**EXERCISE PROMPT:**
When a line in the data below includes "línea", pick it out and copy it.

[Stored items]
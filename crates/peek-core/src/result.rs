//! Resultado de inspeccionar un identificador con un probe.

use std::fmt;

use crate::errors::PeekError;
use crate::probe::Extraction;

/// Resultado inmutable de un probe (o del abastecimiento de un identificador).
///
/// Las transiciones de la señal de continuación son:
/// - `Success` -> continuar
/// - `Failure` -> continuar, salvo con abort-on-error
/// - `Exhausted` -> detener siempre
#[derive(Debug)]
pub enum PeekResult {
    /// Extracción completada.
    Success {
        identifier: String,
        description: String,
        values: Extraction,
    },
    /// Error de resolución, de identificador vacío o de un probe.
    Failure { identifier: String, error: PeekError },
    /// No hay más identificadores (p. ej. fin de la entrada interactiva).
    Exhausted,
}

impl PeekResult {
    /// Identificador bajo inspección; `Exhausted` no tiene ninguno.
    pub fn identifier(&self) -> Option<&str> {
        match self {
            PeekResult::Success { identifier, .. } | PeekResult::Failure { identifier, .. } => Some(identifier),
            PeekResult::Exhausted => None,
        }
    }

    pub fn is_failure(&self) -> bool {
        matches!(self, PeekResult::Failure { .. })
    }

    pub fn is_exhausted(&self) -> bool {
        matches!(self, PeekResult::Exhausted)
    }

    /// Señal de continuación del pipeline para este resultado.
    pub fn continues(&self, abort_on_error: bool) -> bool {
        match self {
            PeekResult::Success { .. } => true,
            PeekResult::Failure { .. } => !abort_on_error,
            PeekResult::Exhausted => false,
        }
    }
}

/// Forma textual sin salto de línea final.
///
/// `Success`: línea en blanco, descripción tabulada y un valor no vacío por
/// línea. `Failure`: texto de la causa. `Exhausted`: texto vacío.
impl fmt::Display for PeekResult {
    fn fmt(&self, f: &mut fmt::Formatter<'_>) -> fmt::Result {
        match self {
            PeekResult::Success { description, values, .. } => {
                write!(f, "\n\t{description}\n")?;
                let present = values.iter().flatten().flatten();
                for (i, value) in present.enumerate() {
                    if i > 0 {
                        f.write_str("\n")?;
                    }
                    f.write_str(value)?;
                }
                Ok(())
            }
            PeekResult::Failure { error, .. } => f.write_str(&error.render()),
            PeekResult::Exhausted => Ok(()),
        }
    }
}
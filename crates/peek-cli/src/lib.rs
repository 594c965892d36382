//! Capa de línea de comandos de peekflow: catálogo de tipos, probes
//! estándar, flags y configuración ambiental.

pub mod catalog;
pub mod config;
pub mod options;
pub mod probes;

pub use catalog::{Catalog, CatalogError, TypeDescriptor, TypeKind};
pub use config::AppConfig;
pub use options::Cli;
use std::process::ExitCode;

use log::{error, info};
use peek_cli::{options, probes, AppConfig};
use tracing_subscriber::EnvFilter;

const EXIT_FALSE: u8 = 1;
const EXIT_USAGE: u8 = 2;
const EXIT_FATAL: u8 = 3;

fn init_tracing() {
    let filter = EnvFilter::try_from_default_env().unwrap_or_else(|_| EnvFilter::new("warn"));
    let _ = tracing_subscriber::fmt().with_env_filter(filter)
                                     .with_writer(std::io::stderr)
                                     .try_init();
}

fn main() -> ExitCode {
    init_tracing();
    let app = AppConfig::from_env();

    let cli = match options::parse(&app.program, std::env::args_os()) {
        Ok(cli) => cli,
        Err(e) => {
            eprintln!("{}", e.render());
            eprint!("{}", options::usage(&app.program));
            return ExitCode::from(EXIT_USAGE);
        }
    };
    if cli.help {
        eprint!("{}", options::usage(&app.program));
    }

    let catalog = match app.catalog() {
        Ok(catalog) => catalog,
        Err(e) => {
            error!("catalog: {e}");
            eprintln!("{e}");
            return ExitCode::from(EXIT_FATAL);
        }
    };
    info!("catalog loaded: {} types", catalog.len());

    match peekflow::run(probes::standard(), catalog, cli.into_config()) {
        Ok(true) => ExitCode::SUCCESS,
        Ok(false) => ExitCode::from(EXIT_FALSE),
        Err(e) => {
            error!("run failed: {e}");
            eprintln!("{e}");
            if e.is_configuration() {
                eprint!("{}", options::usage(&app.program));
            }
            ExitCode::from(EXIT_FATAL)
        }
    }
}
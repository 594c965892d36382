//! Propiedades observables del `Peeker` con una lista de probes variable.

use peek_core::{normalize, PeekResult, Peeker, Primitive, Probe, ResolveError, Resolver};

struct Catalog(Vec<&'static str>);

impl Resolver for Catalog {
    type Entity = String;

    fn resolve(&self, name: &str) -> Result<String, ResolveError> {
        self.0
            .iter()
            .find(|known| **known == name)
            .map(|known| known.to_string())
            .ok_or_else(|| ResolveError::NotFound(name.to_string()))
    }

    fn primitive(&self, primitive: Primitive) -> String {
        primitive.name().to_string()
    }
}

fn name_probes(n: usize) -> Vec<Probe<String>> {
    (0..n).map(|i| Probe::single(format!("Probe #{i}:"), |s: &String| Some(s.clone())))
          .collect()
}

#[test]
fn resolved_identifiers_yield_one_result_per_probe() {
    for n in 1..5 {
        let peeker = Peeker::new(Catalog(vec!["foo.Bar"]), name_probes(n));
        let out: Vec<PeekResult> = peeker.peek(Some("foo/Bar.class")).collect();
        assert_eq!(out.len(), n);
        for (i, r) in out.iter().enumerate() {
            assert!(matches!(r, PeekResult::Success { description, .. } if *description == format!("Probe #{i}:")));
        }
    }
}

#[test]
fn unresolved_identifiers_yield_exactly_one_failure() {
    for n in 1..5 {
        let peeker = Peeker::new(Catalog(vec![]), name_probes(n));
        let out: Vec<PeekResult> = peeker.peek(Some("foo.Bar")).collect();
        assert_eq!(out.len(), 1);
        assert!(out[0].is_failure());
    }
}

#[test]
fn every_primitive_alias_resolves_without_catalog() {
    let peeker = Peeker::new(Catalog(vec![]), name_probes(1));
    for p in Primitive::ALL {
        let out: Vec<PeekResult> = peeker.peek(Some(p.name())).collect();
        assert_eq!(out[0].to_string(), format!("\n\tProbe #0:\n{}", p.name()));
    }
}

#[test]
fn canonical_name_rendering() {
    let probes = vec![Probe::single("Name:", |s: &String| Some(s.clone()))];
    let peeker = Peeker::new(Catalog(vec!["foo.Bar"]), probes);
    let rendered: Vec<String> = peeker.peek(Some("foo.Bar")).map(|r| r.to_string()).collect();
    assert_eq!(rendered, vec!["\n\tName:\nfoo.Bar".to_string()]);
    assert_eq!(normalize("./foo/Bar.class"), "foo.Bar");
}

**WRITTEN ANSWER:**
/// Forma textual sin salto de línea final.
/// `Success`: línea en blanco, descripción tabulada y un valor no vacío por
/// línea. `Failure`: texto de la causa. `Exhausted`: texto vacío.
//! Capa de línea de comandos de peekflow: catálogo de tipos, probes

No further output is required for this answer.